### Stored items

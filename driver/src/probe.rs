//! Driver identifier probing.
//!
//! A [`DriverProber`] tries candidate identifiers against a loader context
//! and keeps a record of every attempt, in order. The record feeds both
//! verbose diagnostics and the final `DriverNotAvailable` message, which
//! must name everything that was tried.

use std::sync::Arc;

use reportlink_core::Diagnostics;

use crate::api::Driver;
use crate::context::LoaderContext;

/// Tries candidate identifiers and records the trial order.
pub struct DriverProber {
    attempts: Vec<String>,
}

impl DriverProber {
    /// A prober with an empty attempt record.
    pub fn new() -> Self {
        Self {
            attempts: Vec::new(),
        }
    }

    /// Tries to resolve `identifier` through `ctx`, recording the attempt.
    pub fn try_identifier(
        &mut self,
        ctx: &Arc<LoaderContext>,
        identifier: &str,
        diag: &mut Diagnostics,
    ) -> Option<Arc<dyn Driver>> {
        diag.step(format!("Trying driver: {identifier}"));
        self.attempts.push(identifier.to_string());
        match ctx.lookup(identifier) {
            Some(driver) => {
                diag.step(format!("Successfully resolved driver: {identifier}"));
                Some(driver)
            }
            None => {
                diag.step(format!("Driver not resolvable: {identifier}"));
                None
            }
        }
    }

    /// Tries each identifier in order, returning the first resolvable
    /// driver. Every identifier up to and including the winning one is
    /// recorded.
    pub fn try_chain(
        &mut self,
        ctx: &Arc<LoaderContext>,
        identifiers: &[&str],
        diag: &mut Diagnostics,
    ) -> Option<Arc<dyn Driver>> {
        for identifier in identifiers {
            if let Some(driver) = self.try_identifier(ctx, identifier, diag) {
                return Some(driver);
            }
        }
        None
    }

    /// Identifiers attempted so far, in trial order.
    pub fn attempts(&self) -> &[String] {
        &self.attempts
    }

    /// Consumes the prober, yielding the attempt record.
    pub fn into_attempts(self) -> Vec<String> {
        self.attempts
    }
}

impl Default for DriverProber {
    fn default() -> Self {
        Self::new()
    }
}

#[cfg(test)]
mod tests {
    use super::*;
    use crate::testing::FakeDriver;

    #[test]
    fn test_chain_stops_at_first_resolvable() {
        let ctx = LoaderContext::root();
        ctx.register(FakeDriver::accepting("com.mysql.jdbc.Driver", "mysql://"));

        let mut prober = DriverProber::new();
        let mut diag = Diagnostics::quiet();
        let driver = prober
            .try_chain(
                &ctx,
                &["com.mysql.jdbc.Driver", "com.mysql.cj.jdbc.Driver"],
                &mut diag,
            )
            .unwrap();
        assert_eq!(driver.identifier(), "com.mysql.jdbc.Driver");
        assert_eq!(prober.attempts(), ["com.mysql.jdbc.Driver"]);
    }

    #[test]
    fn test_exhausted_chain_records_every_attempt() {
        let ctx = LoaderContext::root();
        let mut prober = DriverProber::new();
        let mut diag = Diagnostics::quiet();
        assert!(
            prober
                .try_chain(
                    &ctx,
                    &["com.mysql.jdbc.Driver", "com.mysql.cj.jdbc.Driver"],
                    &mut diag,
                )
                .is_none()
        );
        assert_eq!(
            prober.attempts(),
            ["com.mysql.jdbc.Driver", "com.mysql.cj.jdbc.Driver"]
        );
    }
}
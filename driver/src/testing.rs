//! In-memory fakes shared by the unit tests.

use std::sync::Arc;

use reportlink_core::BoxError;

use crate::api::{Connection, Credentials, Driver};

pub(crate) struct FakeDriver {
    identifier: String,
    url_prefix: String,
    failure: Option<String>,
}

impl FakeDriver {
    /// A driver that accepts URLs starting with `url_prefix` and connects
    /// successfully.
    pub(crate) fn accepting(identifier: &str, url_prefix: &str) -> Arc<dyn Driver> {
        Arc::new(Self {
            identifier: identifier.into(),
            url_prefix: url_prefix.into(),
            failure: None,
        })
    }

    /// A driver that resolves but fails negotiation with `message`.
    pub(crate) fn failing(identifier: &str, url_prefix: &str, message: &str) -> Arc<dyn Driver> {
        Arc::new(Self {
            identifier: identifier.into(),
            url_prefix: url_prefix.into(),
            failure: Some(message.into()),
        })
    }
}

impl Driver for FakeDriver {
    fn identifier(&self) -> &str {
        &self.identifier
    }

    fn accepts_url(&self, url: &str) -> bool {
        url.starts_with(&self.url_prefix)
    }

    fn connect(
        &self,
        url: &str,
        _credentials: &Credentials,
    ) -> Result<Box<dyn Connection>, BoxError> {
        match &self.failure {
            Some(message) => Err(message.clone().into()),
            None => Ok(Box::new(FakeConnection { url: url.into() })),
        }
    }
}

pub(crate) struct FakeConnection {
    url: String,
}

impl Connection for FakeConnection {
    fn url(&self) -> &str {
        &self.url
    }

    fn close(self: Box<Self>) -> Result<(), BoxError> {
        Ok(())
    }
}
//! Core types for reportlink's driver provisioning subsystem.
//!
//! This crate defines the vendor model, the [`ConnectionSpec`] parameter
//! struct, the shared [`ProvisionError`] type, and the [`Diagnostics`]
//! sink that the provisioning pipeline narrates itself through. The
//! actual directory resolution, dynamic loading, and connection
//! negotiation live in `reportlink-driver`.
//!
//! # Quick start
//!
//! ```
//! use reportlink_core::{ConnectionSpec, Vendor};
//!
//! let mut spec = ConnectionSpec::new(Vendor::Postgres);
//! spec.host = "db.internal".into();
//! spec.dbname = Some("reports".into());
//! assert_eq!(
//!     spec.connect_string().unwrap(),
//!     "postgresql://db.internal:5432/reports"
//! );
//! ```

mod diag;
mod error;
mod spec;
mod vendor;

pub use diag::{Diagnostics, DiagnosticsBuffer};
pub use error::{BoxError, ProvisionError, Result};
pub use spec::ConnectionSpec;
pub use vendor::{
    MYSQL_DRIVER_LEGACY, MYSQL_DRIVER_MODERN, ORACLE_DRIVER, POSTGRES_DRIVER, Vendor,
};
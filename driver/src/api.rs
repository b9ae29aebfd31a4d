//! Driver plugin ABI.
//!
//! A driver package is a shared library exporting one entry point that
//! hands back the drivers it implements. The host registers each driver
//! under its identifier in a [`LoaderContext`](crate::LoaderContext) and
//! keeps the library handle alive for the lifetime of that context.
//!
//! # Example: implementing a driver package
//!
//! ```rust,ignore
//! use reportlink_driver::api::{Connection, Credentials, Driver};
//! use reportlink_core::BoxError;
//! use std::sync::Arc;
//!
//! struct PgDriver;
//!
//! impl Driver for PgDriver {
//!     fn identifier(&self) -> &str {
//!         "org.postgresql.Driver"
//!     }
//!
//!     fn accepts_url(&self, url: &str) -> bool {
//!         url.starts_with("postgresql://")
//!     }
//!
//!     fn connect(&self, url: &str, credentials: &Credentials)
//!         -> Result<Box<dyn Connection>, BoxError>
//!     {
//!         let conn = PgConnection::open(url, credentials)?;
//!         Ok(Box::new(conn))
//!     }
//! }
//!
//! // Export for dynamic loading
//! #[no_mangle]
//! pub extern "C" fn reportlink_driver_entry() -> Vec<Arc<dyn Driver>> {
//!     vec![Arc::new(PgDriver)]
//! }
//! ```

use std::sync::Arc;

use reportlink_core::BoxError;

/// Credentials handed to a driver's low-level connect operation.
#[derive(Debug, Clone, Default)]
pub struct Credentials {
    /// Login user.
    pub user: String,
    /// Login password.
    pub password: String,
}

impl Credentials {
    /// Credentials for `user`/`password`.
    pub fn new(user: impl Into<String>, password: impl Into<String>) -> Self {
        Self {
            user: user.into(),
            password: password.into(),
        }
    }
}

/// One vendor driver implementation.
///
/// Drivers register for standard connection resolution: the host walks
/// registered drivers and the first one whose [`accepts_url`](Driver::accepts_url)
/// matches gets to connect. A driver can also be obtained directly by
/// identifier from an isolated context and asked to connect without going
/// through resolution.
pub trait Driver: Send + Sync {
    /// Fully-qualified identifier this driver registers under.
    fn identifier(&self) -> &str;

    /// Whether this driver understands the given connection URL.
    fn accepts_url(&self, url: &str) -> bool;

    /// Opens a connection to `url` with the given credentials.
    fn connect(&self, url: &str, credentials: &Credentials)
    -> Result<Box<dyn Connection>, BoxError>;
}

/// A live database connection.
///
/// The handle is owned by the caller, which must release it on every exit
/// path; dropping without [`close`](Connection::close) leaks whatever the
/// driver holds open.
pub trait Connection: Send {
    /// URL the connection was established against.
    fn url(&self) -> &str;

    /// Releases the connection.
    fn close(self: Box<Self>) -> Result<(), BoxError>;
}

impl std::fmt::Debug for dyn Connection {
    fn fmt(&self, f: &mut std::fmt::Formatter<'_>) -> std::fmt::Result {
        f.debug_struct("Connection").field("url", &self.url()).finish()
    }
}

/// Type alias for the package entry point function.
///
/// Driver packages must export this function:
///
/// ```rust,ignore
/// #[no_mangle]
/// pub extern "C" fn reportlink_driver_entry() -> Vec<Arc<dyn Driver>> {
///     vec![Arc::new(MyDriver)]
/// }
/// ```
#[allow(improper_ctypes_definitions)]
pub type DriverEntryFn = unsafe extern "C" fn() -> Vec<Arc<dyn Driver>>;

/// Name of the entry point symbol driver packages export.
pub const DRIVER_ENTRY_SYMBOL: &str = "reportlink_driver_entry";
//! Dynamic database-driver provisioning and connection subsystem.
//!
//! Given a target vendor, this crate locates a directory of pluggable
//! driver packages, makes their code resolvable at runtime, and
//! establishes a working connection by trying several driver-identity and
//! loading strategies in a fixed fallback order.
//!
//! # Pipeline
//!
//! 1. [`DriverSearchPath`]: find the on-disk driver directory.
//! 2. [`scan`](scan::scan): tag package files by vendor (diagnostics
//!    only; discovery never blocks loading).
//! 3. [`Provisioner::extend`]: make package code resolvable, via
//!    process-wide extension or per-package isolated contexts.
//! 4. [`ConnectionFactory::connect`]: resolve a driver identifier and
//!    negotiate the connection.
//!
//! # Quick start
//!
//! ```no_run
//! use reportlink_core::{ConnectionSpec, Diagnostics, Vendor};
//! use reportlink_driver::{ConnectionFactory, Provisioner};
//!
//! let mut diag = Diagnostics::stderr(false);
//! let mut provisioner = Provisioner::new();
//! provisioner.initialize(Some(Vendor::Postgres), &mut diag).unwrap();
//!
//! let mut spec = ConnectionSpec::new(Vendor::Postgres);
//! spec.host = "db.internal".into();
//! spec.dbname = Some("reports".into());
//!
//! let factory = ConnectionFactory::new(&provisioner);
//! let conn = factory.connect(&spec, &mut diag).unwrap();
//! // ... hand `conn` to the reporting engine ...
//! conn.close().unwrap();
//! ```
//!
//! # Concurrency
//!
//! Everything is synchronous and blocking, and a [`Provisioner`] must not
//! be shared between concurrent callers: installing a context is
//! unsynchronized provisioner state. Loaded packages stay loaded for the
//! lifetime of their context; nothing is reverted mid-run.

pub mod api;
mod context;
mod factory;
mod probe;
mod provision;
pub mod scan;
mod search;
mod strategy;

#[cfg(test)]
pub(crate) mod testing;

pub use context::LoaderContext;
pub use factory::ConnectionFactory;
pub use probe::DriverProber;
pub use provision::Provisioner;
pub use scan::{CandidateModule, PACKAGE_EXTENSION};
pub use search::{DRIVER_DIR_NAME, DriverSearchPath};
pub use strategy::{GlobalExtension, HostCapabilities, IsolatedContext, LoadStrategy};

### ACTIVITY
Extract from the data every line where "DriverSearchPath" shows up.

### SOLVED PROBLEM
//! 1. [`DriverSearchPath`]: find the on-disk driver directory.
pub use search::{DRIVER_DIR_NAME, DriverSearchPath};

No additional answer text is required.